Patricia Heaton, who as Frankie Heck on “The Middle” is intimidated by officials in her children’s schools, recently confessed in a TV interview that she wished she had more time to attend PTA meetings for her own four children but finds it difficult because of her career. And what a great career she’s had! Who can forget her portrayal of Lynbrook, LI mom, Debra, in the popular situation comedy, Everybody Loves Raymond?
I know and I empathize, both with Patricia Heaton and the many other parents who are stressed and scheduled to the limit. You work full-time and want to be home with your children in the evening; you have a newborn; your husband gets home at 9 p.m.; you’re a single mother. There are so many reasons that parents are unable to attend both daytime and evening meetings.
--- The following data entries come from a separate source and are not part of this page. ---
impl Decoration {
    /// Creates the decoration of the window in `state`.
    ///
    /// The shadow for `config` is acquired from `shadow_cache` right away,
    /// and handed to the host with the first batch of requests.
    #[instrument(target = "decoration", level = "trace", skip_all)]
    pub fn new(
        state: WindowState,
        config: DecorationConfig,
        settings: DecorationSettings,
        shadow_cache: Rc<RefCell<ShadowCache>>,
    ) -> Self {
        let shadow_key = ShadowKey::from_config(&config);
        let shadow = shadow_cache.borrow_mut().acquire(shadow_key);

        let mut animation = Animation::new(config.animations_duration);
        animation.set_enabled(config.animations_enabled);
        animation.set_progress(if state.active { 1.0 } else { 0.0 });

        let mut deco = Self {
            state: Some(state),
            config,
            settings,
            animation,
            shadow_cache,
            shadow_key,
            shadow: Rc::clone(&shadow),
            geometry: RefCell::new(Geometry::default()),
            buttons: RefCell::new(Vec::new()),
            stale: Cell::new(true),
            requests: Vec::new(),
        };
        deco.push_shadow();
        deco.request(HostRequest::RepaintAll);
        deco.flush();
        deco
    }

    /// The window snapshot, or `None` once the window is gone.
    pub fn window(&self) -> Option<&WindowState> {
        self.state.as_ref()
    }

    /// The current configuration.
    pub fn config(&self) -> &DecorationConfig {
        &self.config
    }

    /// The current host settings.
    pub fn settings(&self) -> &DecorationSettings {
        &self.settings
    }

    /// The shadow in use.
    pub fn shadow(&self) -> &Rc<ShadowDescriptor> {
        &self.shadow
    }

    /// The focus animation.
    pub fn animation(&self) -> &Animation {
        &self.animation
    }

    /// Takes every request queued since the last call.
    pub fn drain_requests(&mut self) -> Vec<HostRequest> {
        std::mem::take(&mut self.requests)
    }

    fn request(&mut self, req: HostRequest) {
        if !self.requests.contains(&req) {
            self.requests.push(req);
        }
    }

    fn mark_stale(&self) {
        self.stale.set(true);
    }

    //* Geometry *//

    /// Recomputes stale geometry. Does nothing if nothing changed.
    #[instrument(target = "frame", level = "trace", skip_all)]
    pub fn flush(&self) {
        if !self.stale.replace(false) {
            return
        }
        let Some(state) = self.state.as_ref() else {
            trace!(target: "frame", "no window, keeping old geometry");
            return
        };

        let geometry = GeometryModel::new(state, &self.config, &self.settings).compute();
        debug!(
            target: "frame",
            "borders {:?}, title bar {:?}, {} buttons",
            geometry.borders, geometry.title_bar, geometry.buttons.len()
        );

        let mut buttons = self.buttons.borrow_mut();
        let mut old = std::mem::take(&mut *buttons);
        let ctx = self.button_context();
        for cell in geometry.buttons.iter() {
            let button = match old.iter().position(|b| b.kind() == cell.kind) {
                Some(idx) => {
                    let mut b = old.swap_remove(idx);
                    b.set_cell(*cell);
                    b
                }
                None => {
                    let mut b = Button::new(*cell);
                    b.configure(&self.config);
                    sync_checked(&mut b, state);
                    b
                }
            };
            buttons.push(button);
        }
        for b in buttons.iter_mut() {
            b.set_context(ctx);
        }

        *self.geometry.borrow_mut() = geometry;
    }

    /// The current geometry.
    pub fn geometry(&self) -> Geometry {
        self.flush();
        self.geometry.borrow().clone()
    }

    /// The visible borders.
    pub fn computed_borders(&self) -> Insets {
        self.flush();
        self.geometry.borrow().borders
    }

    /// The margins outside the borders that still resize the window.
    pub fn computed_resize_borders(&self) -> Insets {
        self.flush();
        self.geometry.borrow().resize_borders
    }

    /// The button cells, for routing input.
    pub fn button_hit_rects(&self) -> ButtonLayout {
        self.flush();
        self.geometry.borrow().buttons.clone()
    }

    /// Whether the decoration is fully opaque, which it is while maximized.
    pub fn is_opaque(&self) -> bool {
        self.state
            .as_ref()
            .map(|s| GeometryModel::new(s, &self.config, &self.settings).is_maximized())
            .unwrap_or(false)
    }

    //* Colors *//

    /// The palette of the configured theme.
    pub fn colors(&self) -> &'static ColorSet {
        colors_for(self.config.theme)
    }

    /// The title bar color.
    pub fn title_bar_color(&self) -> Color {
        self.colors().title_bar
    }

    /// The frame outline color.
    pub fn outline_color(&self) -> Color {
        self.colors().outline
    }

    /// The color of the shading along the top of the title bar.
    pub fn highlight_color(&self) -> Color {
        self.colors().highlight
    }

    /// The caption color, faded between inactive and active while
    /// focus changes.
    pub fn font_color(&self) -> Color {
        let active = self.state.as_ref().map(|s| s.active).unwrap_or(false);
        let progress = self.animation.is_running().then(|| self.animation.value());
        self.colors().font_color(active, progress)
    }

    fn button_context(&self) -> ButtonContext {
        ButtonContext {
            colors: self.colors(),
            icon_style: self.config.icon_style,
            window_active: self.state.as_ref().map(|s| s.active),
            font_color: self.font_color(),
        }
    }

    fn sync_buttons(&mut self) {
        let ctx = self.button_context();
        for b in self.buttons.get_mut().iter_mut() {
            b.set_context(ctx);
        }
    }

    //* Host input *//

    /// Applies a change to the window.
    #[instrument(target = "decoration", level = "trace", skip(self))]
    pub fn on_window_state_changed(&mut self, event: WindowEvent) {
        let Some(state) = self.state.as_mut() else {
            warn!(target: "decoration", "{:?} after the window was released", event);
            return
        };

        match event {
            WindowEvent::Released => {
                debug!(target: "decoration", "window released");
                self.state = None;
                self.animation.stop();
                self.sync_buttons();
                self.request(HostRequest::RepaintAll);
                return
            }
            WindowEvent::ActiveChanged(active) => {
                if state.active == active {
                    return
                }
                state.active = active;
                self.update_animation_state();
                self.sync_buttons();
                return
            }
            WindowEvent::CaptionChanged(caption) => {
                self.flush();
                let old = self.geometry.get_mut().caption;
                if let Some(state) = self.state.as_mut() {
                    state.caption = caption;
                }
                self.mark_stale();
                self.flush();
                let new = self.geometry.get_mut().caption;

                let dirty = old.united(&new);
                if !dirty.is_empty() {
                    self.request(HostRequest::Repaint(dirty));
                }
                return
            }
            WindowEvent::WidthChanged(width) => state.width = width,
            WindowEvent::HeightChanged(height) => state.height = height,
            WindowEvent::MaximizedChanged { horizontal, vertical } => {
                state.maximized_horizontally = horizontal;
                state.maximized_vertically = vertical;
            }
            WindowEvent::ShadedChanged(shaded) => state.shaded = shaded,
            WindowEvent::AdjacentEdgesChanged(edges) => state.adjacent_edges = edges,
            WindowEvent::CapabilitiesChanged(caps) => state.capabilities = caps,
        }

        if let Some(state) = self.state.as_ref() {
            for b in self.buttons.get_mut().iter_mut() {
                sync_checked(b, state);
            }
        }
        self.mark_stale();
        self.request(HostRequest::RepaintAll);
    }

    /// Applies new host settings.
    pub fn on_settings_changed(&mut self, settings: DecorationSettings) {
        self.settings = settings;
        self.mark_stale();
        self.request(HostRequest::RepaintAll);
    }

    /// Applies a new configuration.
    ///
    /// If the shadow parameters changed, the old shadow is released and
    /// the new one acquired and handed to the host.
    #[instrument(target = "decoration", level = "trace", skip_all)]
    pub fn on_configuration_reconfigured(&mut self, config: DecorationConfig) {
        self.animation.set_duration(config.animations_duration);
        self.animation.set_enabled(config.animations_enabled);
        if !config.animations_enabled {
            self.snap_animation();
        }
        for b in self.buttons.get_mut().iter_mut() {
            b.configure(&config);
        }

        let key = ShadowKey::from_config(&config);
        if key != self.shadow_key {
            debug!(target: "decoration", "shadow changed to {:?}", key);
            let mut cache = self.shadow_cache.borrow_mut();
            self.shadow = cache.acquire(key);
            cache.release(self.shadow_key);
            drop(cache);
            self.shadow_key = key;
            self.push_shadow();
        }

        self.config = config;
        self.sync_buttons();
        self.mark_stale();
        self.request(HostRequest::RepaintAll);
    }

    fn push_shadow(&mut self) {
        let shadow = (!self.shadow.is_empty()).then(|| Rc::clone(&self.shadow));
        self.request(HostRequest::SetShadow(shadow));
    }

    fn update_animation_state(&mut self) {
        if self.config.animations_enabled {
            let active = self.state.as_ref().map(|s| s.active).unwrap_or(false);
            let direction = if active { Direction::Forward } else { Direction::Backward };
            self.animation.set_direction(direction);
            if self.animation.start() {
                self.request(HostRequest::ScheduleTick);
            }
        } else {
            self.snap_animation();
        }
        self.request(HostRequest::RepaintAll);
    }

    fn snap_animation(&mut self) {
        let active = self.state.as_ref().map(|s| s.active).unwrap_or(false);
        self.animation.set_progress(if active { 1.0 } else { 0.0 });
    }

    /// Advances every running animation by `elapsed`.
    ///
    /// Returns whether any animation is still running, in which case a
    /// further tick has been requested.
    pub fn tick(&mut self, elapsed: Duration) -> bool {
        let mut running = false;

        if self.animation.is_running() {
            let progress = self.animation.advance(elapsed);
            trace!(target: "decoration", "focus animation at {}", progress);
            running |= self.animation.is_running();
            self.request(HostRequest::RepaintAll);
        }

        let mut dirty = Vec::new();
        for b in self.buttons.get_mut().iter_mut() {
            if b.is_animating() {
                running |= b.advance(elapsed);
                dirty.push(b.geometry());
            }
        }
        for rect in dirty {
            self.request(HostRequest::Repaint(rect));
        }

        self.sync_buttons();
        if running {
            self.request(HostRequest::ScheduleTick);
        }
        running
    }

    /// Whether any animation is running.
    pub fn is_animating(&self) -> bool {
        self.animation.is_running() || self.buttons.borrow().iter().any(|b| b.is_animating())
    }

    //* Buttons *//

    /// Applies `f` to the first button of `kind`, repainting it if `f` returns true.
    fn with_button<F>(&mut self, kind: ButtonKind, f: F)
    where
        F: FnOnce(&mut Button) -> bool,
    {
        self.flush();
        let Some(button) = self.buttons.get_mut().iter_mut().find(|b| b.kind() == kind) else {
            trace!(target: "decoration", "no {} button", kind);
            return
        };
        if f(button) {
            let rect = button.geometry();
            let animating = button.is_animating();
            self.request(HostRequest::Repaint(rect));
            if animating {
                self.request(HostRequest::ScheduleTick);
            }
        }
    }

    /// Sets whether the pointer is over the button of `kind`.
    pub fn set_button_hovered(&mut self, kind: ButtonKind, hovered: bool) {
        if self.state.is_none() {
            return
        }
        self.with_button(kind, |b| b.set_hovered(hovered));
    }

    /// Sets whether the button of `kind` is held down.
    pub fn set_button_pressed(&mut self, kind: ButtonKind, pressed: bool) {
        self.with_button(kind, |b| b.set_pressed(pressed));
    }

    /// Sets whether the button of `kind` is toggled on.
    pub fn set_button_checked(&mut self, kind: ButtonKind, checked: bool) {
        self.with_button(kind, |b| b.set_checked(checked));
    }

    /// Hovers the button under `point`, if any, and unhovers the rest.
    pub fn pointer_moved(&mut self, point: PointF) {
        self.flush();
        let kinds: Vec<(ButtonKind, bool)> = self
            .buttons
            .get_mut()
            .iter()
            .map(|b| (b.kind(), b.geometry().to_f32().contains_point(point)))
            .collect();
        for (kind, inside) in kinds {
            self.set_button_hovered(kind, inside);
        }
    }

    /// Unhovers every button.
    pub fn pointer_left(&mut self) {
        let kinds: Vec<ButtonKind> = self.buttons.get_mut().iter().map(|b| b.kind()).collect();
        for kind in kinds {
            self.set_button_hovered(kind, false);
        }
    }

    /// Runs `f` on the button of `kind`, if there is one.
    pub fn inspect_button<F, T>(&self, kind: ButtonKind, f: F) -> Option<T>
    where
        F: FnOnce(&Button) -> T,
    {
        self.flush();
        self.buttons.borrow().iter().find(|b| b.kind() == kind).map(f)
    }
}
In a perfect world, all parents would attend PTA and board of education meetings regularly and stay on top of all the school news that way. But we know that doesn’t happen. In fact, I have attended meetings where fewer than 10 parents were present – out of a potential 20,000! Parents who work long hours are not available during the day and may not be inclined to leave home in the evening. So what’s a concerned parent to do?
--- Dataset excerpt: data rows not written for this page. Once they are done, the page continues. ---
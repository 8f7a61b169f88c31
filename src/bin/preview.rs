//! Renders toarudeco's shadow and decorations to PNG files.
//!
//! Usage: `toarudeco-preview [out_dir] [theme]`
//!
//! Writes `shadow.png`, `active.png`, `inactive.png` and `buttons.png` to
//! `out_dir` (default: the current directory), using `theme` (default:
//! Light). Set `RUST_LOG` to see what is going on.

use std::error::Error;
use std::path::{Path, PathBuf};
use std::time::Duration;

use tiny_skia::Pixmap;
use tracing::info;
use tracing_subscriber::{filter::LevelFilter, fmt as logger, EnvFilter};

use strum::IntoEnumIterator;

use toarudeco::config::{DecorationConfig, DecorationSettings, Theme, NO_CHECKS};
use toarudeco::paint::SkiaPainter;
use toarudeco::types::{Rect, Size};
use toarudeco::window::{ButtonKind, Capabilities, WindowEvent, WindowState};
use toarudeco::{DecoError, Decoration, DecorationElement, DecorationManager};

const FRAME: Duration = Duration::from_millis(16);
const BUTTON_SIZE: i32 = 40;

fn pixmap(size: Size<i32, toarudeco::types::Logical>, scale: f32) -> Result<Pixmap, DecoError> {
    let width = (size.width.max(1) as f32 * scale).ceil() as u32;
    let height = (size.height.max(1) as f32 * scale).ceil() as u32;
    Pixmap::new(width, height).ok_or(DecoError::Allocation { width, height })
}

fn render(deco: &Decoration, scale: f32, path: &Path) -> Result<(), Box<dyn Error + Send + Sync>> {
    let size = deco.computed_size();
    let mut canvas = pixmap(size, scale)?;
    {
        let mut painter = SkiaPainter::new(&mut canvas, scale);
        deco.paint(&mut painter, Rect::from_size(size));
    }
    canvas.save_png(path)?;
    info!("wrote {}", path.display());
    Ok(())
}

fn render_buttons(manager: &DecorationManager, scale: f32, path: &Path) -> Result<(), Box<dyn Error + Send + Sync>> {
    let kinds: Vec<ButtonKind> = ButtonKind::iter().collect();
    let size = Size::new(BUTTON_SIZE * kinds.len() as i32, BUTTON_SIZE);
    let mut canvas = pixmap(size, scale)?;
    {
        let mut painter = SkiaPainter::new(&mut canvas, scale);
        for (i, kind) in kinds.into_iter().enumerate() {
            let rect = Rect::new(i as i32 * BUTTON_SIZE, 0, BUTTON_SIZE, BUTTON_SIZE);
            let button = manager.create_standalone_button(kind, rect);
            button.paint(&mut painter, rect);
        }
    }
    canvas.save_png(path)?;
    info!("wrote {}", path.display());
    Ok(())
}

pub fn main() -> Result<(), Box<dyn Error + Send + Sync>> {
    logger::fmt()
        .with_env_filter(EnvFilter::builder().with_default_directive(LevelFilter::INFO.into()).from_env_lossy())
        // don't use timestamps
        .without_time()
        // don't show source filename
        .with_file(false)
        // don't show source code line
        .with_line_number(false)
        .try_init()?;

    let mut args = std::env::args().skip(1);
    let out_dir = args.next().map(PathBuf::from).unwrap_or_else(|| PathBuf::from("."));
    let theme = match args.next() {
        Some(name) => name.parse::<Theme>().map_err(|_| DecoError::InvalidConfig(format!("unknown theme {name:?}")))?,
        None => Theme::default(),
    };
    std::fs::create_dir_all(&out_dir)?;

    let config = DecorationConfig::builder().theme(theme).finish(NO_CHECKS)?;
    let settings = DecorationSettings::default();
    let scale = settings.device_pixel_ratio;
    let mut manager = DecorationManager::new(config, settings);

    let window = WindowState::new(480, "toarudeco preview", Capabilities::all()).with_height(240);
    let inactive = manager.create_decoration(window.clone());
    let mut active = manager.create_decoration(window);
    active.on_window_state_changed(WindowEvent::ActiveChanged(true));
    while active.tick(FRAME) {}

    match inactive.shadow().texture.as_ref() {
        Some(texture) => {
            let path = out_dir.join("shadow.png");
            texture.save_png(&path)?;
            info!("wrote {}", path.display());
        }
        None => info!("no shadow configured"),
    }

    render(&inactive, scale, &out_dir.join("inactive.png"))?;
    render(&active, scale, &out_dir.join("active.png"))?;
    render_buttons(&manager, scale, &out_dir.join("buttons.png"))?;

    drop(inactive);
    drop(active);
    manager.teardown();
    Ok(())
}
First, become intimately familiar with your school, school district and PTA Websites. PTA Websites should give you the names of the PTA officers, meeting and event information, and issues for which the PTA is advocating. PTA presidents are a great source of information, so keep in touch with him or her if you can’t attend meetings. In many districts, the PTA president meets regularly with the superintendent and has an inside track on the latest developments. PTA presidents consider it their responsibility to share what they know, and are often frustrated that so few parents attend meetings. So be sure to stay in contact with your PTA president.
If school and school district Websites are good – and nowadays many are – they will provide you with a wealth of information that will be easy to navigate. I should warn you that some are not user-friendly, but with some effort you can usually find what you need to know. For example, you should be able to access the names and contact information of all of the important players from teachers to board members. Additionally, you should be able to find important dates, time schedules, meeting information and minutes, policies and procedures, and news.
It is in the area of news that school Websites present a one-sided view, focusing on the accolades and accomplishments that enhance the district’s reputation. Not that there’s anything wrong with that! As the Public Information Officer and PR person in two prestigious Long Island districts, it was my job to spin the news in a positive way -- and that’s what you’ll find on your school district Website. It’s the school district’s job to present itself in the best possible light.
As a result, if you want to find out about the burning issues and controversies in your district with all sides represented, learn whether there are local weekly newspapers that cover your schools. They generally send a reporter to every board meeting and write about it. In addition, there may be editorials and letters to the editor that offer other points of view. Some stories rise to the level of coverage by a daily newspaper, such as Newsday, or a TV station, such as Cablevision’s News12. In the last couple of years, Patch, the AOL-owned hyper-local online newspaper, has been covering news in many communities across the country. It presents comprehensive news about the school districts in its coverage area, as well as the opportunity for readers to comment on stories.